Children born with GM1 gangliosidosis, a rare genetic disease that destroys the nervous system, currently have no treatment beyond managing their symptoms as they progressively lose the ability to hear, see, and move. California researchers are now working toward something that could change that: delivering gene therapy before a baby is born.
A $649,600 grant from the National Institutes of Health is funding the groundwork for what would be the first prenatal gene therapy clinical trial for GM1 gangliosidosis, a condition caused by mutations in a single gene called GLB1. Most affected children, particularly those with the severe infantile form, die in early childhood.
The disease begins damaging the brain before birth, which is precisely why researchers believe treating it after delivery may be too late. An ongoing postnatal gene therapy trial has shown the treatment is safe and produces some benefit, but even infants treated early still succumb to the disease because irreversible neurological damage starts in the womb.
The California team's approach uses an AAV9 vector, the same delivery mechanism behind gene therapies that have transformed outcomes for children with spinal muscular atrophy, a different fatal neurological condition. The therapy would be administered directly to the fetus by infusing the gene through the umbilical vein, a technique already used safely in experimental enzyme replacement therapies for similar disorders.
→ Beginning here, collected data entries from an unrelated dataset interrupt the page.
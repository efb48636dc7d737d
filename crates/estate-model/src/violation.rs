//! Data-quality findings.
//!
//! The Violation enum provides type-safe finding creation where each variant
//! carries only its needed data. Violations are descriptive: they carry no
//! severity and never stop a pipeline run.

use std::fmt;

use serde::{Deserialize, Serialize};

/// A detected defect class with its occurrence count.
#[derive(Debug, Clone, PartialEq, Eq, Serialize, Deserialize)]
pub enum Violation {
    /// A critical column has missing values.
    NullValues { column: String, count: u64 },
    /// `precio` holds values below zero.
    NegativePrices { count: u64 },
    /// Records repeat an `id_propiedad` seen earlier in the dataset.
    DuplicateRecords { count: u64 },
}

impl Violation {
    /// Number of offending records.
    pub fn count(&self) -> u64 {
        match self {
            Violation::NullValues { count, .. } => *count,
            Violation::NegativePrices { count } => *count,
            Violation::DuplicateRecords { count } => *count,
        }
    }

    /// Column the finding refers to.
    pub fn column(&self) -> &str {
        match self {
            Violation::NullValues { column, .. } => column,
            Violation::NegativePrices { .. } => crate::columns::PRECIO,
            Violation::DuplicateRecords { .. } => crate::columns::ID_PROPIEDAD,
        }
    }

    /// Human-readable description, as shown in reports.
    pub fn message(&self) -> String {
        self.to_string()
    }
}

impl fmt::Display for Violation {
    fn fmt(&self, f: &mut fmt::Formatter<'_>) -> fmt::Result {
        match self {
            Violation::NullValues { column, count } => {
                write!(f, "Column '{column}': {count} null values found")
            }
            Violation::NegativePrices { count } => write!(f, "Negative prices found: {count}"),
            Violation::DuplicateRecords { count } => write!(f, "Duplicate records found: {count}"),
        }
    }
}

/// Interquartile-range bounds and the number of prices outside them.
///
/// Informational only: never part of a violation list and never affects
/// whether a validation pass succeeds.
#[derive(Debug, Clone, Copy, PartialEq, Serialize, Deserialize)]
pub struct OutlierSummary {
    pub q1: f64,
    pub q3: f64,
    pub iqr: f64,
    pub lower_bound: f64,
    pub upper_bound: f64,
    pub count: u64,
}

/// Outcome of one validation pass.
#[derive(Debug, Clone, PartialEq, Serialize, Deserialize)]
pub struct ValidationResult {
    /// True iff `violations` is empty.
    pub passed: bool,
    pub violations: Vec<Violation>,
    /// Present when `precio` exists and has at least one numeric value.
    pub outliers: Option<OutlierSummary>,
}

impl ValidationResult {
    pub fn new(violations: Vec<Violation>, outliers: Option<OutlierSummary>) -> Self {
        Self {
            passed: violations.is_empty(),
            violations,
            outliers,
        }
    }

    pub fn violation_count(&self) -> usize {
        self.violations.len()
    }

    /// Violation descriptions in detection order.
    pub fn messages(&self) -> Vec<String> {
        self.violations.iter().map(Violation::message).collect()
    }
}
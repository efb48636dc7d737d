//! Missing-value check over the critical columns.

use polars::prelude::{AnyValue, DataFrame};

use estate_common::is_missing;
use estate_model::Violation;
use estate_model::columns::CRITICAL_COLUMNS;

/// Count missing values in each critical column that is present.
pub fn check(df: &DataFrame) -> Vec<Violation> {
    let mut violations = Vec::new();

    for name in CRITICAL_COLUMNS {
        let Ok(column) = df.column(name) else {
            continue;
        };
        let count = (0..df.height())
            .filter(|&idx| is_missing(&column.get(idx).unwrap_or(AnyValue::Null)))
            .count() as u64;
        if count > 0 {
            violations.push(Violation::NullValues {
                column: name.to_string(),
                count,
            });
        }
    }

    violations
}
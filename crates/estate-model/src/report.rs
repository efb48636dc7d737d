//! Run summary handed to the presentation layer.

use std::collections::BTreeMap;

use serde::{Deserialize, Serialize};

/// Descriptive statistics of one numeric column. Missing values are skipped.
#[derive(Debug, Clone, PartialEq, Serialize, Deserialize)]
pub struct ColumnStatistics {
    pub count: u64,
    pub mean: Option<f64>,
    /// Sample standard deviation; undefined below two values.
    pub std: Option<f64>,
    pub min: Option<f64>,
    #[serde(rename = "25%")]
    pub p25: Option<f64>,
    #[serde(rename = "50%")]
    pub p50: Option<f64>,
    #[serde(rename = "75%")]
    pub p75: Option<f64>,
    pub max: Option<f64>,
}

/// Snapshot of a finished run. Built once, never mutated afterwards.
#[derive(Debug, Clone, PartialEq, Serialize, Deserialize)]
pub struct SummaryReport {
    /// Local run time, `%Y-%m-%d %H:%M:%S`.
    #[serde(rename = "fecha_procesamiento")]
    pub processed_at: String,
    #[serde(rename = "registros_originales")]
    pub original_records: usize,
    #[serde(rename = "registros_procesados")]
    pub processed_records: usize,
    #[serde(rename = "columnas")]
    pub columns: usize,
    #[serde(rename = "validaciones_fallidas")]
    pub violation_count: usize,
    #[serde(rename = "errores")]
    pub violations: Vec<String>,
    /// Per numeric column, keyed by column name.
    #[serde(
        rename = "estadisticas",
        default,
        skip_serializing_if = "Option::is_none"
    )]
    pub statistics: Option<BTreeMap<String, ColumnStatistics>>,
}

impl SummaryReport {
    /// Key/value lines for plain-text display. The statistics block is left out.
    pub fn plain_entries(&self) -> Vec<(&'static str, String)> {
        vec![
            ("fecha_procesamiento", self.processed_at.clone()),
            ("registros_originales", self.original_records.to_string()),
            ("registros_procesados", self.processed_records.to_string()),
            ("columnas", self.columns.to_string()),
            ("validaciones_fallidas", self.violation_count.to_string()),
            ("errores", format!("{:?}", self.violations)),
        ]
    }
}
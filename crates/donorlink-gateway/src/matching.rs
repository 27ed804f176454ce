//! `/matching` endpoints.

use async_trait::async_trait;
use reqwest::Method;
use serde::{Deserialize, Serialize};
use tracing::info;

use donorlink_core::error::AppError;
use donorlink_core::types::id::MatchId;
use donorlink_entity::matching::{CompletionDetails, MatchResult, Party};
use donorlink_entity::session::Session;
use donorlink_service::{MatchFilter, MatchGateway};

use crate::client::HttpGateway;
use crate::error::Resource;

#[derive(Debug, Serialize)]
struct ReasonBody<'a> {
    reason: &'a str,
}

#[derive(Debug, Deserialize)]
#[serde(rename_all = "camelCase")]
struct CanConfirmBody {
    can_confirm: bool,
}

pub fn list_path(filter: MatchFilter) -> String {
    format!("matching/my-matches/{}", filter.path_segment())
}

/// Path for a party-scoped action (`confirm`, `reject`, `withdraw`).
pub fn action_path(party: Party, action: &str, id: MatchId) -> String {
    format!("matching/{}/{}/{}", party.path_segment(), action, id)
}

pub fn completion_path(id: MatchId) -> String {
    format!("matching/recipient/confirm-completion/{id}")
}

pub fn can_complete_path(id: MatchId) -> String {
    format!("matching/recipient/can-confirm-completion/{id}")
}

#[async_trait]
impl MatchGateway for HttpGateway {
    async fn list_matches(
        &self,
        session: &Session,
        filter: MatchFilter,
    ) -> Result<Vec<MatchResult>, AppError> {
        let request = self.request(Method::GET, &list_path(filter), session);
        self.send_json(request, Resource::Match).await
    }

    async fn confirm(&self, session: &Session, party: Party, id: MatchId) -> Result<(), AppError> {
        let request = self.request(Method::POST, &action_path(party, "confirm", id), session);
        self.send_unit(request, Resource::Match).await?;
        info!(match_id = %id, party = party.as_str(), "Match confirmed");
        Ok(())
    }

    async fn reject(
        &self,
        session: &Session,
        party: Party,
        id: MatchId,
        reason: &str,
    ) -> Result<(), AppError> {
        let request = self
            .request(Method::POST, &action_path(party, "reject", id), session)
            .json(&ReasonBody { reason });
        self.send_unit(request, Resource::Match).await?;
        info!(match_id = %id, party = party.as_str(), "Match rejected");
        Ok(())
    }

    async fn withdraw(
        &self,
        session: &Session,
        party: Party,
        id: MatchId,
        reason: &str,
    ) -> Result<(), AppError> {
        let request = self
            .request(Method::POST, &action_path(party, "withdraw", id), session)
            .json(&ReasonBody { reason });
        self.send_unit(request, Resource::Match).await?;
        info!(match_id = %id, party = party.as_str(), "Confirmation withdrawn");
        Ok(())
    }

    async fn confirm_completion(
        &self,
        session: &Session,
        id: MatchId,
        details: &CompletionDetails,
    ) -> Result<(), AppError> {
        let request = self
            .request(Method::POST, &completion_path(id), session)
            .json(details);
        self.send_unit(request, Resource::Match).await?;
        info!(match_id = %id, "Completion confirmed");
        Ok(())
    }

    async fn can_confirm_completion(
        &self,
        session: &Session,
        id: MatchId,
    ) -> Result<bool, AppError> {
        let request = self.request(Method::GET, &can_complete_path(id), session);
        let body: CanConfirmBody = self.send_json(request, Resource::Match).await?;
        Ok(body.can_confirm)
    }
}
The grant will fund safety and toxicology studies in a prenatal lamb model, development of tests to measure whether the therapy is working in amniotic fluid, and outreach to patients and families to understand their perspectives on the new approach. Researchers have already filed a pre-IND application with the FDA, meaning this work is aimed squarely at clearing the regulatory path to a human trial.
Whether a full clinical trial follows will depend on the results of these studies and FDA review, but the team believes the science and the ethical framework are ready to move forward.